### THE TASK
Print every record exactly, omitting none.

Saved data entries

----------------------------------------

use rand::rngs::StdRng;
use rand::seq::SliceRandom;
use rand::{Rng, SeedableRng};

use wpc_core::bits::{bits_to_word, clog2, count_width, Bit};
use wpc_core::circuit::{PortCollection, PortID};
use wpc_core::components::{Component, ConstantRegister};
use wpc_core::designs::PopCounter;
use wpc_core::popcount::{is_settled, popcount, reduce_stage};

macro_rules! assert_count {
    ($input:expr, $expected:expr) => {{
        let input = $input;
        let out = popcount(&input);
        assert_eq!(
            out.len(),
            count_width(input.len()),
            "Wrong output width for {} input bits.",
            input.len()
        );
        assert_eq!(
            bits_to_word(&out),
            $expected,
            "Wrong count for input {:?}.",
            input
        );
    }};
}

/// Expands the low `n` bits of a pattern into input bits, lowest first.
fn bits_from_pattern(pattern: u64, n: usize) -> Vec<Bit> {
    (0..n).map(|i| (pattern >> i) & 1 == 1).collect()
}

/// Builds a structural counter over constant wires, settles it with a single
/// cycle and reads the count back.
fn structural_count(input: &[Bit]) -> u32 {
    let mut port_collection = PortCollection::new();

    let mut regs: Vec<ConstantRegister> = input
        .iter()
        .enumerate()
        .map(|(i, bit)| {
            ConstantRegister::new(&mut port_collection, 1, *bit as u32, format!("in_{}", i))
        })
        .collect();
    let input_ports: Vec<PortID> = regs.iter().map(|reg| reg.output_port).collect();

    let mut pop = PopCounter::new(&mut port_collection, &input_ports, String::from("pop"));

    for reg in regs.iter_mut() {
        reg.process_cycle(&mut port_collection);
    }
    pop.process_cycle(&mut port_collection);

    pop.count(&port_collection)
}

/// Number of reduction stages needed to settle n all-ones input bits.
/// (Column shapes are value-independent, so all-ones is representative.)
fn stages_to_settle(n: usize) -> usize {
    let mut columns = vec![vec![true; n]];
    let mut stages = 0;

    while !is_settled(&columns) {
        columns = reduce_stage(&columns);
        stages += 1;
    }

    stages
}

#[test]
/// Every input of up to 8 bits, exhaustively.
pub fn test_exhaustive_small_inputs() {
    for n in 0..=8usize {
        for pattern in 0..(1u64 << n) {
            assert_count!(bits_from_pattern(pattern, n), pattern.count_ones());
        }
    }
}

#[test]
/// The hardware rendition of the network must agree with the functional one.
pub fn test_structural_matches_functional() {
    for n in 0..=6usize {
        for pattern in 0..(1u64 << n) {
            let input = bits_from_pattern(pattern, n);

            assert_eq!(
                structural_count(&input),
                bits_to_word(&popcount(&input)),
                "Structural and functional counts disagree for {:?}.",
                input
            );
        }
    }
}

#[test]
pub fn test_randomized_wide_inputs() {
    let mut rng = StdRng::seed_from_u64(0x5EED);

    for n in [16usize, 33, 64, 100, 128] {
        for _ in 0..32 {
            let input: Vec<Bit> = (0..n).map(|_| rng.gen::<bool>()).collect();
            let expected = input.iter().filter(|bit| **bit).count() as u32;

            assert_count!(input.clone(), expected);
            assert_eq!(structural_count(&input), expected);
        }
    }
}

#[test]
/// 128 ones produce 10000000 in an 8-bit result.
pub fn test_all_ones_128() {
    let out = popcount(&vec![true; 128]);

    assert_eq!(out.len(), 8);
    assert_eq!(bits_to_word(&out), 128);
    assert!(out[..7].iter().all(|bit| !bit));
    assert!(out[7]);
}

#[test]
/// Only the number of set bits matters, never their positions.
pub fn test_permutation_invariance() {
    let mut rng = StdRng::seed_from_u64(0xC0DE);

    for n in [5usize, 12, 31] {
        let mut input: Vec<Bit> = (0..n).map(|_| rng.gen::<bool>()).collect();
        let reference = popcount(&input);

        for _ in 0..8 {
            input.shuffle(&mut rng);
            assert_eq!(popcount(&input), reference);
        }
    }
}

#[test]
/// Settling takes logarithmically many stages: every stage cuts the largest
/// column by roughly a third.
pub fn test_stage_count_logarithmic() {
    assert_eq!(stages_to_settle(0), 0);
    assert_eq!(stages_to_settle(1), 0);

    for n in [2usize, 3, 8, 16, 64, 128, 500] {
        let bound = ((n as f64).ln() / 1.5f64.ln()).ceil() as usize + 3;
        let stages = stages_to_settle(n);

        assert!(
            stages <= bound,
            "{} bits took {} stages (bound {}).",
            n,
            stages,
            bound
        );
    }
}

#[test]
/// Structural networks also stay logarithmically shallow. A 128-wire counter
/// settles in 15 stages; the settled columns cover at least the count width,
/// with any surplus top wires held at 0.
pub fn test_structural_depth() {
    let mut port_collection = PortCollection::new();

    let input_ports: Vec<PortID> = (0..128)
        .map(|i| port_collection.register_bit_port(0, format!("in_{}", i)))
        .collect();

    let pop = PopCounter::new(&mut port_collection, &input_ports, String::from("pop"));

    assert!(pop.output_ports().len() >= clog2(128 + 1));
    assert_eq!(pop.num_stages(), 15);
}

----------------------------------------

### RESPONSE
use rand::rngs::StdRng;
use rand::seq::SliceRandom;
use rand::{Rng, SeedableRng};

use wpc_core::bits::{bits_to_word, clog2, count_width, Bit};
use wpc_core::circuit::{PortCollection, PortID};
use wpc_core::components::{Component, ConstantRegister};
use wpc_core::designs::PopCounter;
use wpc_core::popcount::{is_settled, popcount, reduce_stage};

macro_rules! assert_count {
    ($input:expr, $expected:expr) => {{
        let input = $input;
        let out = popcount(&input);
        assert_eq!(
            out.len(),
            count_width(input.len()),
            "Wrong output width for {} input bits.",
            input.len()
        );
        assert_eq!(
            bits_to_word(&out),
            $expected,
            "Wrong count for input {:?}.",
            input
        );
    }};
}

/// Expands the low `n` bits of a pattern into input bits, lowest first.
fn bits_from_pattern(pattern: u64, n: usize) -> Vec<Bit> {
    (0..n).map(|i| (pattern >> i) & 1 == 1).collect()
}

/// Builds a structural counter over constant wires, settles it with a single
/// cycle and reads the count back.
fn structural_count(input: &[Bit]) -> u32 {
    let mut port_collection = PortCollection::new();

    let mut regs: Vec<ConstantRegister> = input
        .iter()
        .enumerate()
        .map(|(i, bit)| {
            ConstantRegister::new(&mut port_collection, 1, *bit as u32, format!("in_{}", i))
        })
        .collect();
    let input_ports: Vec<PortID> = regs.iter().map(|reg| reg.output_port).collect();

    let mut pop = PopCounter::new(&mut port_collection, &input_ports, String::from("pop"));

    for reg in regs.iter_mut() {
        reg.process_cycle(&mut port_collection);
    }
    pop.process_cycle(&mut port_collection);

    pop.count(&port_collection)
}

/// Number of reduction stages needed to settle n all-ones input bits.
/// (Column shapes are value-independent, so all-ones is representative.)
fn stages_to_settle(n: usize) -> usize {
    let mut columns = vec![vec![true; n]];
    let mut stages = 0;

    while !is_settled(&columns) {
        columns = reduce_stage(&columns);
        stages += 1;
    }

    stages
}

#[test]
/// Every input of up to 8 bits, exhaustively.
pub fn test_exhaustive_small_inputs() {
    for n in 0..=8usize {
        for pattern in 0..(1u64 << n) {
            assert_count!(bits_from_pattern(pattern, n), pattern.count_ones());
        }
    }
}

#[test]
/// The hardware rendition of the network must agree with the functional one.
pub fn test_structural_matches_functional() {
    for n in 0..=6usize {
        for pattern in 0..(1u64 << n) {
            let input = bits_from_pattern(pattern, n);

            assert_eq!(
                structural_count(&input),
                bits_to_word(&popcount(&input)),
                "Structural and functional counts disagree for {:?}.",
                input
            );
        }
    }
}

#[test]
pub fn test_randomized_wide_inputs() {
    let mut rng = StdRng::seed_from_u64(0x5EED);

    for n in [16usize, 33, 64, 100, 128] {
        for _ in 0..32 {
            let input: Vec<Bit> = (0..n).map(|_| rng.gen::<bool>()).collect();
            let expected = input.iter().filter(|bit| **bit).count() as u32;

            assert_count!(input.clone(), expected);
            assert_eq!(structural_count(&input), expected);
        }
    }
}

#[test]
/// 128 ones produce 10000000 in an 8-bit result.
pub fn test_all_ones_128() {
    let out = popcount(&vec![true; 128]);

    assert_eq!(out.len(), 8);
    assert_eq!(bits_to_word(&out), 128);
    assert!(out[..7].iter().all(|bit| !bit));
    assert!(out[7]);
}

#[test]
/// Only the number of set bits matters, never their positions.
pub fn test_permutation_invariance() {
    let mut rng = StdRng::seed_from_u64(0xC0DE);

    for n in [5usize, 12, 31] {
        let mut input: Vec<Bit> = (0..n).map(|_| rng.gen::<bool>()).collect();
        let reference = popcount(&input);

        for _ in 0..8 {
            input.shuffle(&mut rng);
            assert_eq!(popcount(&input), reference);
        }
    }
}

#[test]
/// Settling takes logarithmically many stages: every stage cuts the largest
/// column by roughly a third.
pub fn test_stage_count_logarithmic() {
    assert_eq!(stages_to_settle(0), 0);
    assert_eq!(stages_to_settle(1), 0);

    for n in [2usize, 3, 8, 16, 64, 128, 500] {
        let bound = ((n as f64).ln() / 1.5f64.ln()).ceil() as usize + 3;
        let stages = stages_to_settle(n);

        assert!(
            stages <= bound,
            "{} bits took {} stages (bound {}).",
            n,
            stages,
            bound
        );
    }
}

#[test]
/// Structural networks also stay logarithmically shallow. A 128-wire counter
/// settles in 15 stages; the settled columns cover at least the count width,
/// with any surplus top wires held at 0.
pub fn test_structural_depth() {
    let mut port_collection = PortCollection::new();

    let input_ports: Vec<PortID> = (0..128)
        .map(|i| port_collection.register_bit_port(0, format!("in_{}", i)))
        .collect();

    let pop = PopCounter::new(&mut port_collection, &input_ports, String::from("pop"));

    assert!(pop.output_ports().len() >= clog2(128 + 1));
    assert_eq!(pop.num_stages(), 15);
}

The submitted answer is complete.